From: Carl Malamud <xxxxxxx@media.org>
Date: November 7, 2008 4:50:39 PM PST
To: Aaron Swartz <me@aaronsw.com>
Subject: Re: audit
On Nov 7, 2008, at 4:42 PM, Aaron Swartz wrote:
what is your corporate form these days? are you incorporated?
filed for c4
or c3? are you under official "fiscal sponsorship" of Sunlight?
we incorporated in MA and filed for c4. no fiscal sponsorship.

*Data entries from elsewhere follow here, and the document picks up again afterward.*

// Player identity and team resolution.
//
// Names come from an identity source keyed by MLBAM id. Teams come from the
// events themselves: a player belongs to the team they appeared for most
// often in the window, so a mid-window trade collapses to one team.

use async_trait::async_trait;
use serde::Deserialize;
use std::collections::{BTreeMap, BTreeSet, HashMap};
use std::time::Duration;
use tracing::{debug, info};

use crate::config::IdentityConfig;
use crate::statcast::PitchEvent;

// ---------------------------------------------------------------------------
// Names
// ---------------------------------------------------------------------------

#[derive(Debug, Clone, Default, PartialEq, Eq)]
pub struct PlayerName {
    pub first: Option<String>,
    pub last: Option<String>,
}

impl PlayerName {
    /// "First Last", or `None` if either half is unknown.
    pub fn full_name(&self) -> Option<String> {
        match (&self.first, &self.last) {
            (Some(first), Some(last)) => Some(format!("{first} {last}")),
            _ => None,
        }
    }
}

#[derive(Debug, thiserror::Error)]
pub enum IdentityError {
    #[error("identity request failed: {0}")]
    Http(#[from] reqwest::Error),

    #[error("identity request returned HTTP {0}")]
    Status(reqwest::StatusCode),

    #[error("malformed identity response: {0}")]
    Json(#[from] serde_json::Error),
}

/// Resolves numeric player ids to names. Ids the source does not know are
/// simply absent from the result.
#[async_trait]
pub trait IdentitySource: Send + Sync {
    async fn lookup(&self, ids: &[u32]) -> Result<HashMap<u32, PlayerName>, IdentityError>;
}

/// Build the configured identity source.
pub fn identity_from_config(config: &IdentityConfig) -> Result<Box<dyn IdentitySource>, reqwest::Error> {
    Ok(match config {
        IdentityConfig::StatsApi {
            base_url,
            batch_size,
            request_timeout_secs,
        } => Box::new(StatsApiClient::new(
            base_url.clone(),
            *batch_size,
            Duration::from_secs(*request_timeout_secs),
        )?),
        IdentityConfig::Offline => Box::new(OfflineIdentity),
    })
}

/// Leaves every name unresolved.
pub struct OfflineIdentity;

#[async_trait]
impl IdentitySource for OfflineIdentity {
    async fn lookup(&self, _ids: &[u32]) -> Result<HashMap<u32, PlayerName>, IdentityError> {
        Ok(HashMap::new())
    }
}

/// MLB Stats API `people` endpoint client.
pub struct StatsApiClient {
    http: reqwest::Client,
    base_url: String,
    batch_size: usize,
}

#[derive(Debug, Deserialize)]
struct PeopleResponse {
    #[serde(default)]
    people: Vec<Person>,
}

#[derive(Debug, Deserialize)]
#[serde(rename_all = "camelCase")]
struct Person {
    id: u32,
    #[serde(default)]
    first_name: Option<String>,
    #[serde(default)]
    last_name: Option<String>,
}

/// Extract the `people` array from a Stats API response body.
fn parse_people(body: &str) -> Result<Vec<Person>, serde_json::Error> {
    serde_json::from_str::<PeopleResponse>(body).map(|r| r.people)
}

impl StatsApiClient {
    pub fn new(base_url: String, batch_size: usize, timeout: Duration) -> Result<Self, reqwest::Error> {
        let http = reqwest::Client::builder().timeout(timeout).build()?;
        Ok(Self {
            http,
            base_url,
            batch_size: batch_size.max(1),
        })
    }
}

#[async_trait]
impl IdentitySource for StatsApiClient {
    async fn lookup(&self, ids: &[u32]) -> Result<HashMap<u32, PlayerName>, IdentityError> {
        let mut names = HashMap::with_capacity(ids.len());
        for chunk in ids.chunks(self.batch_size) {
            let joined = chunk
                .iter()
                .map(u32::to_string)
                .collect::<Vec<_>>()
                .join(",");
            let response = self
                .http
                .get(&self.base_url)
                .query(&[("personIds", joined.as_str())])
                .send()
                .await?;
            if !response.status().is_success() {
                return Err(IdentityError::Status(response.status()));
            }
            let people = parse_people(&response.text().await?)?;
            debug!(requested = chunk.len(), resolved = people.len(), "identity batch");
            for person in people {
                names.insert(
                    person.id,
                    PlayerName {
                        first: person.first_name,
                        last: person.last_name,
                    },
                );
            }
        }
        Ok(names)
    }
}

/// Look up full names for `ids`. Unknown ids map to `None`.
pub async fn resolve_names(
    source: &dyn IdentitySource,
    ids: &BTreeSet<u32>,
) -> Result<BTreeMap<u32, Option<String>>, IdentityError> {
    let ids: Vec<u32> = ids.iter().copied().collect();
    let found = source.lookup(&ids).await?;
    let resolved: BTreeMap<u32, Option<String>> = ids
        .iter()
        .map(|id| (*id, found.get(id).and_then(PlayerName::full_name)))
        .collect();
    let named = resolved.values().filter(|n| n.is_some()).count();
    info!("Resolved names for {named} of {} players", resolved.len());
    Ok(resolved)
}

// ---------------------------------------------------------------------------
// Teams
// ---------------------------------------------------------------------------

fn is_top_half(event: &PitchEvent) -> Option<bool> {
    match event.inning_topbot.as_deref() {
        Some("Top") => Some(true),
        Some("Bot") => Some(false),
        _ => None,
    }
}

/// The batting side: visitors bat in the top half.
pub fn batter_team(event: &PitchEvent) -> Option<&str> {
    match is_top_half(event)? {
        true => event.away_team.as_deref(),
        false => event.home_team.as_deref(),
    }
}

/// The fielding side.
pub fn pitcher_team(event: &PitchEvent) -> Option<&str> {
    match is_top_half(event)? {
        true => event.home_team.as_deref(),
        false => event.away_team.as_deref(),
    }
}

/// Each player's most frequent team over their events. Ties go to the
/// alphabetically first abbreviation.
pub fn majority_teams<K, T>(events: &[PitchEvent], player: K, team: T) -> HashMap<u32, String>
where
    K: Fn(&PitchEvent) -> u32,
    T: for<'e> Fn(&'e PitchEvent) -> Option<&'e str>,
{
    let mut counts: HashMap<u32, BTreeMap<&str, u32>> = HashMap::new();
    for event in events {
        if let Some(abbr) = team(event) {
            *counts.entry(player(event)).or_default().entry(abbr).or_insert(0) += 1;
        }
    }
    counts
        .into_iter()
        .filter_map(|(id, teams)| {
            // Iteration is alphabetical, and max_by keeps the last maximum,
            // so compare in reverse to keep the first.
            teams
                .into_iter()
                .max_by(|a, b| a.1.cmp(&b.1).then(b.0.cmp(a.0)))
                .map(|(abbr, _)| (id, abbr.to_string()))
        })
        .collect()
}

/// One row of the normalized team table.
#[derive(Debug, Clone, PartialEq, Eq)]
pub struct TeamRecord {
    pub team_id: u32,
    pub team: String,
}

/// Team abbreviations numbered 1..n in sorted order.
#[derive(Debug, Clone, Default, PartialEq, Eq)]
pub struct TeamTable {
    records: Vec<TeamRecord>,
}

impl TeamTable {
    /// Build from any collection of abbreviations; order and duplicates in
    /// the input do not matter.
    pub fn build<I, S>(teams: I) -> Self
    where
        I: IntoIterator<Item = S>,
        S: Into<String>,
    {
        let sorted: BTreeSet<String> = teams.into_iter().map(Into::into).collect();
        let records = sorted
            .into_iter()
            .zip(1u32..)
            .map(|(team, team_id)| TeamRecord { team_id, team })
            .collect();
        Self { records }
    }

    pub fn id_of(&self, team: &str) -> Option<u32> {
        self.records
            .binary_search_by(|r| r.team.as_str().cmp(team))
            .ok()
            .map(|idx| self.records[idx].team_id)
    }

    pub fn records(&self) -> &[TeamRecord] {
        &self.records
    }
}

// ---------------------------------------------------------------------------
// Tests
// ---------------------------------------------------------------------------

#[cfg(test)]
mod tests {
    use super::*;
    use std::io::{Read, Write};

    /// Local HTTP endpoint that answers every request with `status_line`.
    fn serve_status(status_line: &'static str) -> String {
        let listener = std::net::TcpListener::bind("127.0.0.1:0").unwrap();
        let addr = listener.local_addr().unwrap();
        std::thread::spawn(move || {
            for stream in listener.incoming() {
                let Ok(mut stream) = stream else { break };
                let mut request = Vec::new();
                let mut buf = [0u8; 4096];
                while !request.windows(4).any(|w| w == b"\r\n\r\n") {
                    match stream.read(&mut buf) {
                        Ok(0) | Err(_) => break,
                        Ok(n) => request.extend_from_slice(&buf[..n]),
                    }
                }
                let response = format!("HTTP/1.1 {status_line}\r\ncontent-length: 0\r\nconnection: close\r\n\r\n");
                let _ = stream.write_all(response.as_bytes());
            }
        });
        format!("http://{addr}/endpoint")
    }

    /// Address nothing is listening on.
    fn closed_port() -> String {
        let listener = std::net::TcpListener::bind("127.0.0.1:0").unwrap();
        let addr = listener.local_addr().unwrap();
        drop(listener);
        format!("http://{addr}/endpoint")
    }

    struct FixedNames(HashMap<u32, PlayerName>);

    #[async_trait]
    impl IdentitySource for FixedNames {
        async fn lookup(&self, ids: &[u32]) -> Result<HashMap<u32, PlayerName>, IdentityError> {
            Ok(ids
                .iter()
                .filter_map(|id| self.0.get(id).map(|n| (*id, n.clone())))
                .collect())
        }
    }

    fn name(first: Option<&str>, last: Option<&str>) -> PlayerName {
        PlayerName {
            first: first.map(String::from),
            last: last.map(String::from),
        }
    }

    fn game(pitcher: u32, batter: u32, half: &str, home: &str, away: &str) -> PitchEvent {
        PitchEvent {
            pitcher,
            batter,
            inning_topbot: Some(half.into()),
            home_team: Some(home.into()),
            away_team: Some(away.into()),
            ..Default::default()
        }
    }

    #[test]
    fn full_name_requires_both_parts() {
        assert_eq!(name(Some("Gerrit"), Some("Cole")).full_name().as_deref(), Some("Gerrit Cole"));
        assert_eq!(name(None, Some("Cole")).full_name(), None);
        assert_eq!(name(Some("Gerrit"), None).full_name(), None);
    }

    #[test]
    fn parses_people_payload() {
        let body = r#"{
            "copyright": "MLB",
            "people": [
                {"id": 543037, "fullName": "Gerrit Cole", "firstName": "Gerrit", "lastName": "Cole"},
                {"id": 1, "lastName": "Mystery"}
            ]
        }"#;
        let people = parse_people(body).unwrap();
        assert_eq!(people.len(), 2);
        assert_eq!(people[0].id, 543037);
        assert_eq!(people[0].first_name.as_deref(), Some("Gerrit"));
        assert_eq!(people[1].first_name, None);

        assert!(parse_people(r#"{"copyright": "MLB"}"#).unwrap().is_empty());
        assert!(parse_people("<html>").is_err());
    }

    #[tokio::test]
    async fn unknown_ids_resolve_to_none() {
        let source = FixedNames(HashMap::from([(1, name(Some("Aaron"), Some("Judge")))]));
        let ids = BTreeSet::from([1, 2]);
        let names = resolve_names(&source, &ids).await.unwrap();
        assert_eq!(names[&1].as_deref(), Some("Aaron Judge"));
        assert_eq!(names[&2], None);
    }

    #[tokio::test]
    async fn offline_identity_resolves_nothing() {
        let names = resolve_names(&OfflineIdentity, &BTreeSet::from([7])).await.unwrap();
        assert_eq!(names[&7], None);
    }

    #[test]
    fn sides_follow_inning_half() {
        let top = game(1, 2, "Top", "NYY", "BOS");
        assert_eq!(batter_team(&top), Some("BOS"));
        assert_eq!(pitcher_team(&top), Some("NYY"));

        let bottom = game(1, 2, "Bot", "NYY", "BOS");
        assert_eq!(batter_team(&bottom), Some("NYY"));
        assert_eq!(pitcher_team(&bottom), Some("BOS"));

        let unknown = PitchEvent::default();
        assert_eq!(batter_team(&unknown), None);
    }

    #[test]
    fn traded_player_gets_majority_team() {
        let events = vec![
            game(10, 1, "Top", "NYY", "BOS"),
            game(10, 1, "Top", "NYY", "BOS"),
            game(10, 1, "Bot", "TOR", "NYY"),
        ];
        let pitchers = majority_teams(&events, |e| e.pitcher, pitcher_team);
        // Two pitches for NYY at home, one for NYY away: NYY both times.
        assert_eq!(pitchers[&10], "NYY");

        let events = vec![
            game(10, 1, "Top", "NYY", "BOS"),
            game(10, 1, "Top", "LAD", "SD"),
            game(10, 1, "Top", "LAD", "SD"),
        ];
        let pitchers = majority_teams(&events, |e| e.pitcher, pitcher_team);
        assert_eq!(pitchers[&10], "LAD");
        assert_eq!(pitchers.len(), 1);
    }

    #[test]
    fn majority_tie_goes_to_alphabetical_first() {
        let events = vec![game(10, 1, "Top", "SEA", "BOS"), game(10, 1, "Top", "ATL", "BOS")];
        let pitchers = majority_teams(&events, |e| e.pitcher, pitcher_team);
        assert_eq!(pitchers[&10], "ATL");
    }

    #[test]
    fn team_ids_are_sorted_and_one_based() {
        let table = TeamTable::build(["NYY", "BOS", "ATL", "BOS"]);
        let rows: Vec<(u32, &str)> = table
            .records()
            .iter()
            .map(|r| (r.team_id, r.team.as_str()))
            .collect();
        assert_eq!(rows, vec![(1, "ATL"), (2, "BOS"), (3, "NYY")]);
        assert_eq!(table.id_of("BOS"), Some(2));
        assert_eq!(table.id_of("SEA"), None);
    }

    #[test]
    fn team_ids_do_not_depend_on_input_order() {
        let a = TeamTable::build(["SEA", "ATL", "NYY", "LAD"]);
        let b = TeamTable::build(["LAD", "NYY", "SEA", "ATL"]);
        assert_eq!(a, b);
    }

    #[tokio::test]
    async fn server_error_is_an_identity_failure() {
        let client = StatsApiClient::new(
            serve_status("500 Internal Server Error"),
            100,
            Duration::from_secs(5),
        )
        .unwrap();
        let err = client.lookup(&[543037, 592450]).await.unwrap_err();
        assert!(matches!(
            err,
            IdentityError::Status(status) if status == reqwest::StatusCode::INTERNAL_SERVER_ERROR
        ));
    }

    #[tokio::test]
    async fn unreachable_identity_host_is_an_http_error() {
        let client = StatsApiClient::new(closed_port(), 100, Duration::from_secs(5)).unwrap();
        let err = client.lookup(&[543037]).await.unwrap_err();
        assert!(matches!(err, IdentityError::Http(_)));
    }
}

ok. I can work with that. I'm going to make a $25k contribution to
Watchdog. my thinking is you write the general auditing software/
scripts and I apply them to .gov (these scripts could easily be used
on state governments as well). please don't start yet ... I want a
few days to put together some thoughts on this. I ran some dry runs
of this audit concept a couple of years ago and there are some
things I learned I want to transmit before you get started. I also
want to make sure we stay very clearly on the above-board side of
this thing (e.g., we'll run nmap to look for open ports and
fingerprint os's, but we're *not* going to crack their password
files. :)).
Anyway, let's talk Monday.
BTW, good progress on my irs project. I've got the 12-dvd loader up
and running (finder screendump attached) and today I got the program
working that scarfs a dozen dvds, reads an index file to figure out
which tiff's go with which return (they are one page per tiff in
semi-random order), use tiffcp to concatenate them together, use
tiff2pdf to create a pdf,. use exiftool to stamp the metadata into
the pdf header. I still need to automate running them through OCR,
looking for SSNs (there are a bunch), and doing a few other
housekeeping tasks. This is definitely a big project, but this is
certainly progress.
For the CFR, I'm now able to go from their broken sgml to well-
formed xml. Now, I need to figure out how to lay it out as xhtml,
convert the eps files to png and pdf, and automate the laying it all
into svn so you can do diffs.
Carl